Spenser stroked his long beard, a nervous habit Myron had started imitating with his bare, scarred chin. “Do you mean where are we going right now, or where are we going in the long term?”

“I mean in the end,” Myron said.

“You’ve got to understand that ‘in the end’ is the wrong way to think. That’s how humans think, because they end up in the ground. But I’ve been at this a long time, and there hasn’t been any ‘in the end’ yet.”

“Sure, but we can’t spend forever in the woods.”

“That’s what I’m trying to make you understand. You might want to think about living forever in the woods.”

Myron was so shocked by the idea that he slipped and fell in the snow. He was wearing a thick wool shirt long enough on him to pass as a nightgown. The sleeves had been cut in half. “Why would I want to spend forever in the woods?” he asked, looking up from the ground at the bare branches and the massed clouds. As he spoke, his breath billowed up opaque above him.

“You’ve got the lion trying to kill you, by your own admission, and kill you for real,” Spenser said. “And then all sorts of other people, from these secret societies, are after you. They control everything except the wilderness out here, and they’re always up to no good.”

“The Illuminati weren’t up to no good. They delayed World War One for a hundred years.”

“Sure, they delayed it just long enough, long enough for humans to invent new weapons to make the war really bad and really long. It’s hardly something to be proud of. If they haven’t done any harm since then, it’s because they’re jokes now. All they do is name-drop a lot. You don’t want to get involved with them anyway, trust me. You’re better off out here.”

“I was kind of under the impression, frankly, that I should be doing something.”

“Myron, if there was something you could do, maybe I would agree with you. But you’re thinking like a human again. You think you can do something and then everything’s going to be okay for the rest of your life. Except there is no rest of your life. It’s just going to keep going and going, and even if you achieve something now, what then? Will you just want to do something else? Because whatever you want to do is going to be blocked, or perverted, or manipulated by the Unknown Men and the Rosicrucians and the Gnomes of Zurich.”

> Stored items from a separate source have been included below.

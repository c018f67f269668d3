//! Application router shared by the binary and the integration tests.

use std::time::Duration;

use axum::extract::{DefaultBodyLimit, Request};
use axum::http::header::{AUTHORIZATION, CONTENT_TYPE};
use axum::http::{HeaderName, Method, StatusCode};
use axum::Router;
use tower_http::catch_panic::CatchPanicLayer;
use tower_http::cors::CorsLayer;
use tower_http::request_id::{MakeRequestUuid, PropagateRequestIdLayer, SetRequestIdLayer};
use tower_http::timeout::TimeoutLayer;
use tower_http::trace::{DefaultOnResponse, TraceLayer};
use tracing::{Level, Span};

use crate::config::ServerConfig;
use crate::routes;
use crate::state::AppState;

pub const REQUEST_ID_HEADER: &str = "x-request-id";

/// Build the application [`Router`] with its middleware.
///
/// Layers run outermost first on the way in: CORS, request id assignment,
/// tracing, request id echo, timeout, panic recovery, body limit.
pub fn build_app_router(state: AppState, config: &ServerConfig) -> Router {
    let request_id = HeaderName::from_static(REQUEST_ID_HEADER);

    Router::new()
        .merge(routes::health::router())
        .nest("/api/v1", routes::api_routes())
        .layer(DefaultBodyLimit::max(config.max_body_bytes))
        .layer(CatchPanicLayer::new())
        .layer(TimeoutLayer::with_status_code(
            StatusCode::REQUEST_TIMEOUT,
            Duration::from_secs(config.request_timeout_secs),
        ))
        .layer(PropagateRequestIdLayer::new(request_id.clone()))
        .layer(
            TraceLayer::new_for_http()
                .make_span_with(request_span)
                .on_response(DefaultOnResponse::new().level(Level::INFO)),
        )
        .layer(SetRequestIdLayer::new(request_id, MakeRequestUuid))
        .layer(build_cors_layer(config))
        .with_state(state)
}

/// One span per request, tagged with the id set by `SetRequestIdLayer` so
/// ledger and scheduler logs can be correlated with the response header.
fn request_span(request: &Request) -> Span {
    let request_id = request
        .headers()
        .get(REQUEST_ID_HEADER)
        .and_then(|v| v.to_str().ok())
        .unwrap_or("-");
    tracing::info_span!(
        "request",
        method = %request.method(),
        uri = %request.uri(),
        request_id = %request_id,
    )
}

/// CORS for the customer dashboard and admin UI.
///
/// Panics at startup if a configured origin does not parse.
pub fn build_cors_layer(config: &ServerConfig) -> CorsLayer {
    let origins: Vec<_> = config
        .cors_origins
        .iter()
        .map(|o| {
            o.parse()
                .unwrap_or_else(|e| panic!("Invalid CORS origin '{o}': {e}"))
        })
        .collect();

    CorsLayer::new()
        .allow_origin(origins)
        .allow_methods([Method::GET, Method::POST, Method::DELETE])
        .allow_headers([CONTENT_TYPE, AUTHORIZATION])
        .allow_credentials(true)
        .max_age(Duration::from_secs(3600))
}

“Who are the Rosicrucians? I keep hearing their name.”

Spenser stood up, and his accent was back. “Are ye listening, lad? These are the six or seven societies that rule the earth, and at least one of them’s wroth at ye!”
Ane o’ tham’s wroth at ye
it sounded like. “Every year they move civilization a little farther out into the woodlands and the, sure, and the glens, and every year it gets harder to find a place they are not monitoring. All we can do is wait for them, and when we are hiding in the last swatch of tall grass, and they are mowing it down, we’ll know that we will be slaves forever. All we could do was delay the inevitable.”

“Like the Illuminati.”

“If you like. But maybe they’ll end up killing each other. Maybe all of them will end up killing each other, and then they’ll leave us alone.”

“Is that what you want, just to be left alone?”

“Why do you think I spend all my time in the woods?”

Myron waved his arms in frustration. “I thought you lived out here because you loved nature and Mother Earth and stuff.”

“Mother Earth? Who taught you to talk that way? Earth is no more your mother than the land is your father. There is nothing but a vast, uncaring emptiness.”